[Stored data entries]
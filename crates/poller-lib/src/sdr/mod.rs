//! Sensor Data Repository access
//!
//! Walks a controller's SDR one record at a time, renewing the repository
//! reservation when the controller cancels it, and decodes full sensor
//! records into [`SensorDescriptor`]s.

mod cache;
mod fetch;
mod record;
mod reservation;
mod units;

pub use cache::{
    build_descriptor_cache, enumerate, DescriptorCache, Enumeration, FIRST_RECORD, LAST_RECORD,
};
pub use fetch::{
    fetch_record, FetchedRecord, HEADER_FRAGMENT, INITIAL_FRAGMENT, MIN_FRAGMENT, WHOLE_RECORD,
};
pub use record::{
    AnalogFormat, Conversion, Linearization, RecordError, RecordHeader, SdrRecord,
    SensorDescriptor, Thresholds, FULL_SENSOR_RECORD, HEADER_SIZE,
};
pub use reservation::{reserve, ReservationManager};
pub use units::{unit_name, ModifierUnit, RateUnit, SensorUnits};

[DIRECTIONS FOR THIS TASK] A complete answer gives every line of the data that includes "reservation".

[TASK RESULT]
//! reservation when the controller cancels it, and decodes full sensor
mod reservation;
pub use reservation::{reserve, ReservationManager};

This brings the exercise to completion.